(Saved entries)
+ + + + +
//! API routes for ludusd.

use axum::{
    extract::{Path, Query, State},
    http::StatusCode,
    routing::{get, post, put},
    Json, Router,
};
use serde::Deserialize;
use std::collections::BTreeMap;
use std::sync::Arc;
use tracing::error;

use ludus_common::rpc::{
    CompleteGameRequest, CompleteGameResponse, ErrorBody, HealthResponse, LeaderboardEntry,
    LeaderboardPeriod, LearnerUpsert, ProgressView, TransactionView, UnlockReplayResponse,
    WalletView,
};
use ludus_common::{GameProgress, Learner, LudusError, VERSION};

use crate::state::AppState;
use crate::{completion, leaderboard, replay};

type AppStateArc = Arc<AppState>;
type ApiError = (StatusCode, Json<ErrorBody>);

/// Map a domain error onto an HTTP status and wire body. Unexpected
/// failures are logged here and reported generically.
fn map_error(err: LudusError) -> ApiError {
    let status = match &err {
        LudusError::AccessDenied { .. } => StatusCode::FORBIDDEN,
        LudusError::GameNotFound(_) => StatusCode::NOT_FOUND,
        LudusError::Validation(_) | LudusError::InsufficientBalance { .. } => {
            StatusCode::BAD_REQUEST
        }
        LudusError::Io(_) | LudusError::Json(_) | LudusError::Internal(_) => {
            error!("Request failed: {err}");
            let generic = LudusError::Internal("internal error".to_string());
            return (
                StatusCode::INTERNAL_SERVER_ERROR,
                Json(ErrorBody::from_error(&generic)),
            );
        }
    };
    (status, Json(ErrorBody::from_error(&err)))
}

// ============================================================================
// Game routes
// ============================================================================

pub fn game_routes() -> Router<AppStateArc> {
    Router::new()
        .route(
            "/v1/learners/:learner_id/games/:game_id/complete",
            post(complete_game),
        )
        .route(
            "/v1/learners/:learner_id/games/:game_id/replay/unlock",
            post(unlock_replay),
        )
        .route(
            "/v1/learners/:learner_id/games/:game_id/progress",
            get(get_progress),
        )
        .route("/v1/learners/:learner_id/progress", get(get_batch_progress))
}

async fn complete_game(
    State(state): State<AppStateArc>,
    Path((learner_id, game_id)): Path<(String, String)>,
    Json(req): Json<CompleteGameRequest>,
) -> Result<Json<CompleteGameResponse>, ApiError> {
    completion::complete_game(&state, &learner_id, &game_id, req)
        .await
        .map(Json)
        .map_err(map_error)
}

async fn unlock_replay(
    State(state): State<AppStateArc>,
    Path((learner_id, game_id)): Path<(String, String)>,
) -> Result<Json<UnlockReplayResponse>, ApiError> {
    replay::unlock_replay(&state, &learner_id, &game_id)
        .await
        .map(Json)
        .map_err(map_error)
}

/// Progress is never a 404: unknown pairs answer with zeroed defaults.
async fn get_progress(
    State(state): State<AppStateArc>,
    Path((learner_id, game_id)): Path<(String, String)>,
) -> Json<ProgressView> {
    let progress = state.progress.read().await;
    let view = match progress.get(&learner_id, &game_id) {
        Some(record) => ProgressView::from(record),
        None => ProgressView::from(&GameProgress::new(game_id)),
    };
    Json(view)
}

#[derive(Debug, Deserialize)]
struct BatchProgressQuery {
    #[serde(default)]
    category: Option<String>,
}

async fn get_batch_progress(
    State(state): State<AppStateArc>,
    Path(learner_id): Path<String>,
    Query(query): Query<BatchProgressQuery>,
) -> Json<BTreeMap<String, ProgressView>> {
    let progress = state.progress.read().await;
    let mut views = BTreeMap::new();
    if let Some(games) = progress.for_learner(&learner_id) {
        let prefix = query.category.unwrap_or_default();
        for (game_id, record) in games {
            if game_id.starts_with(&prefix) {
                views.insert(game_id.clone(), ProgressView::from(record));
            }
        }
    }
    Json(views)
}

// ============================================================================
// Learner routes
// ============================================================================

pub fn learner_routes() -> Router<AppStateArc> {
    Router::new()
        .route("/v1/learners/:learner_id", put(put_learner))
        .route("/v1/learners/:learner_id/wallet", get(get_wallet))
}

async fn put_learner(
    State(state): State<AppStateArc>,
    Path(learner_id): Path<String>,
    Json(update): Json<LearnerUpsert>,
) -> Json<Learner> {
    let mut learners = state.learners.write().await;
    let mut learner = learners.get_or_default(&learner_id);
    if let Some(name) = update.display_name {
        learner.display_name = name;
    }
    if let Some(dob) = update.date_of_birth {
        learner.date_of_birth = Some(dob);
    }
    if let Some(tenant) = update.tenant {
        learner.tenant = Some(tenant);
    }
    if let Some(plan) = update.plan {
        learner.plan = plan;
    }
    learners.upsert(learner.clone());
    drop(learners);
    state.persist().await;
    Json(learner)
}

async fn get_wallet(
    State(state): State<AppStateArc>,
    Path(learner_id): Path<String>,
) -> Json<WalletView> {
    let wallets = state.wallets.read().await;
    let view = match wallets.get(&learner_id) {
        Some(wallet) => WalletView {
            learner_id: learner_id.clone(),
            balance: wallet.balance,
            transactions: wallet
                .transactions
                .iter()
                .rev()
                .take(state.config.transactions_returned)
                .map(TransactionView::from)
                .collect(),
        },
        None => WalletView {
            learner_id: learner_id.clone(),
            balance: 0,
            transactions: Vec::new(),
        },
    };
    Json(view)
}

// ============================================================================
// Leaderboard routes
// ============================================================================

pub fn leaderboard_routes() -> Router<AppStateArc> {
    Router::new().route("/v1/leaderboard/:period", get(get_leaderboard))
}

async fn get_leaderboard(
    State(state): State<AppStateArc>,
    Path(period): Path<String>,
) -> Result<Json<Vec<LeaderboardEntry>>, ApiError> {
    let period: LeaderboardPeriod = period.parse().map_err(map_error)?;
    Ok(Json(leaderboard::top_entries(&state, period).await))
}

// ============================================================================
// Health routes
// ============================================================================

pub fn health_routes() -> Router<AppStateArc> {
    Router::new().route("/v1/health", get(health))
}

async fn health(State(state): State<AppStateArc>) -> Json<HealthResponse> {
    Json(HealthResponse {
        version: VERSION.to_string(),
        uptime_seconds: state.start_time.elapsed().as_secs(),
        games_in_catalog: state.catalog.len(),
        learners_tracked: state.progress.read().await.learner_count(),
    })
}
+ + + + +
**What is expected**. The answer must consist of each line from the data that includes the string "record".

**Answer to this problem**.
        Some(record) => ProgressView::from(record),
        for (game_id, record) in games {
                views.insert(game_id.clone(), ProgressView::from(record));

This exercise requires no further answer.